Specialized IAR Programs

Gain the expertise and support needed to navigate regulatory requirements and deliver exceptional financial guidance to your clients.

Options for Utilizing or Engaging a Third-Party Investment Adviser (TPIA)

Jun 7, 2024 | A Smarter Way To Invest, Investment

In our previous article, “Why Outsourcing Your Money Management May Be A Smart Move,” we discussed the various benefits of outsourcing investment management to professional third-party advisers. From freeing up time to focus on client relationships to leveraging the expertise of seasoned investment managers, outsourcing can be a strategic move for many financial advisors and RIA firms.

Now that you’re familiar with the advantages of outsourcing, it’s crucial to explore the various options available. Understanding these options will help you make an informed decision tailored to your clients’ needs and your business objectives. In this article, we’ll delve into four primary methods for engaging a Third-Party Investment Adviser (TPIA):

  • Exchange Traded Funds (ETFs)
  • Separately Managed Accounts (SMAs)
  • Turnkey Asset Management Platforms/Programs (TAMPs)
  • Model Market Centers

Each of these options offers unique benefits and can be suited to different types of investment strategies and client preferences. Let’s take a closer look at each one to help you determine which might be the best fit for your practice.

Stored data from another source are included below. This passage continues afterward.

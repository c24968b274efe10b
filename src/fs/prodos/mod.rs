//! ## ProDOS file system module
//!
//! This manipulates disk images containing one ProDOS volume, from 140K floppies up to
//! the 32M limit of the block count.  Subdirectories are supported, as are seedling,
//! sapling, and tree files.  Sparse files can be read, holes come back as zeros.
//!
//! Paths are relative to the volume directory, separated by `/`.

mod directory;
pub mod types;

use std::collections::HashSet;
use log::{debug,trace,error};
use bit_vec::BitVec;
use types::*;
use directory::*;
pub use directory::{is_name_valid,pack_time,unpack_time};
use super::{Error,FileEntry,FreeSpace,Slot,Start};
use crate::bios::device::{Device,BLOCK_SIZE};
use crate::{DiskStruct,STDRESULT,DYNERR};

/// Make a string into a valid ProDOS name.
/// Spaces become dots, other invalid characters are dropped, the first character must be a letter.
pub fn sanitize_name(raw: &str) -> String {
    let mut ans: String = raw.chars()
        .map(|c| if c==' ' { '.' } else { c })
        .filter(|c| c.is_ascii_alphanumeric() || *c=='.')
        .collect::<String>().to_uppercase();
    match ans.chars().next() {
        Some(c) if c.is_ascii_uppercase() => {},
        _ => ans.insert(0,'A')
    }
    ans.truncate(15);
    ans
}

/// Split a path into sanitized directory components and the final name
fn split_path(path: &str) -> (Vec<String>,String) {
    let mut parts: Vec<String> = path.split('/').filter(|s| s.len()>0).map(|s| sanitize_name(s)).collect();
    let name = parts.pop().unwrap_or_default();
    (parts,name)
}

/// Data block pointers are split into low bytes and high bytes
fn unpack_index(buf: &[u8]) -> Vec<u16> {
    (0..256).map(|i| u16::from_le_bytes([buf[i],buf[i+256]])).collect()
}

fn pack_index(ptrs: &[u16]) -> Vec<u8> {
    let mut ans = vec![0;BLOCK_SIZE];
    for (i,ptr) in ptrs.iter().enumerate() {
        let [lo,hi] = u16::to_le_bytes(*ptr);
        ans[i] = lo;
        ans[i+256] = hi;
    }
    ans
}

/// Blocks needed for a file of `len` bytes, including index blocks
fn blocks_needed(len: usize) -> usize {
    let data = usize::max(1,(len+BLOCK_SIZE-1)/BLOCK_SIZE);
    match data {
        1 => 1,
        d if d<=256 => d + 1,
        d => d + 1 + (d+255)/256
    }
}

/// Volume bitmap, a set bit means the block is free
struct Bitmap {
    ptr: usize,
    total: usize,
    buf: Vec<u8>
}

impl Bitmap {
    fn is_free(&self,block: usize) -> bool {
        block < self.total && (self.buf[block/8] >> (7 - block%8)) & 1 == 1
    }
    fn set_free(&mut self,block: usize,free: bool) {
        match free {
            true => self.buf[block/8] |= 1 << (7 - block%8),
            false => self.buf[block/8] &= !(1 << (7 - block%8))
        }
    }
    fn free_count(&self) -> usize {
        (0..self.total).filter(|b| self.is_free(*b)).count()
    }
    fn allocate(&mut self) -> Result<usize,DYNERR> {
        for block in 0..self.total {
            if self.is_free(block) {
                self.set_free(block,false);
                return Ok(block);
            }
        }
        Err(Box::new(Error::DiskFull))
    }
}

/// The primary interface for disk operations.
pub struct Disk {
    dev: Device
}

Exchange Traded Funds (ETFs)

What are ETFs?

ETFs (Exchange Traded Funds) are investment funds traded on stock exchanges much like individual stocks, offering the flexibility of intraday trading. They are designed to track the performance of specific indices, sectors, commodities, or other asset classes, making them suitable for diverse investment strategies. ETFs combine features of both mutual funds and individual stocks, providing broad market exposure and the ability to trade shares throughout the trading day at market prices.

ETFs have gained significant popularity due to their versatility, cost efficiency, and ease of access. As of 2023, the global ETF market exceeded $11 trillion in assets under management, highlighting their widespread acceptance and reliability (etf.com). This growth is driven by the increasing adoption of ETFs by both retail and institutional investors seeking to diversify their portfolios and gain exposure to a wide range of asset classes.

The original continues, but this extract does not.